• [Extracted data]:
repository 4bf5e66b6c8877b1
use std::sync::Arc;

use contact_http_api::{HttpConfig, HttpConfigError};
use contact_mail_lettre::{ConfigError, load_mail_setup};
use contact_relay_app::{Application, build_application, ports::mail::MailTimeouts};
use thiserror::Error;

#[derive(Debug, Error)]
pub enum StartupError {
    #[error("mail configuration: {0}")]
    Mail(#[from] ConfigError),

    #[error("http configuration: {0}")]
    Http(#[from] HttpConfigError),
}

pub struct Startup {
    pub app: Arc<Application>,
    pub http: HttpConfig,
}

/// Reads all configuration once and wires the application together.
pub fn compose<F>(lookup: F) -> Result<Startup, StartupError>
where
    F: Fn(&str) -> Option<String>,
{
    let mail = load_mail_setup(&lookup)?;
    let http = HttpConfig::from_lookup(&lookup)?;
    let app = Arc::new(build_application(mail, MailTimeouts::default()));
    Ok(Startup { app, http })
}

pub fn env_lookup(key: &str) -> Option<String> {
    std::env::var(key).ok()
}

#[cfg(test)]
mod tests {
    use std::collections::HashMap;

    use super::*;

    fn lookup(pairs: &[(&str, &str)]) -> impl Fn(&str) -> Option<String> {
        let vars: HashMap<String, String> = pairs
            .iter()
            .map(|(k, v)| (k.to_string(), v.to_string()))
            .collect();
        move |key: &str| vars.get(key).cloned()
    }

    #[test]
    fn test_empty_environment_starts_in_logging_mode() {
        let startup = compose(lookup(&[])).unwrap();
        assert!(!startup.app.mail_configured);
        assert_eq!(startup.http.port, 5000);
        assert!(!startup.http.diagnostics);
    }

    #[test]
    fn test_full_environment() {
        let startup = compose(lookup(&[
            ("SMTP_HOST", "smtp.example.com"),
            ("SMTP_USER", "me@example.com"),
            ("SMTP_PASS", "secret"),
            ("PORT", "8080"),
            ("FRONTEND_URL", "https://portfolio.example.com/"),
        ]))
        .unwrap();
        assert!(startup.app.mail_configured);
        assert_eq!(startup.http.port, 8080);
        assert!(
            startup
                .http
                .allowed_origins
                .contains(&"https://portfolio.example.com".to_string())
        );
    }

    #[test]
    fn test_bad_values_fail_startup() {
        assert!(matches!(
            compose(lookup(&[("PORT", "http")])),
            Err(StartupError::Http(_))
        ));
        assert!(matches!(
            compose(lookup(&[("SMTP_SERVICE", "carrier-pigeon")])),
            Err(StartupError::Mail(_))
        ));
    }
}
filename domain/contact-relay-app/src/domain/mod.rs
pub mod submission;
pub mod template;

pub type SubmissionId = uuid::Uuid;
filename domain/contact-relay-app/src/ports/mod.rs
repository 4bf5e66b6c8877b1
pub mod mail;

• [The problem]:
Lines containing the word "unwrap" must all be returned from the material above.

• [Final answer]:
        let startup = compose(lookup(&[])).unwrap();
        .unwrap();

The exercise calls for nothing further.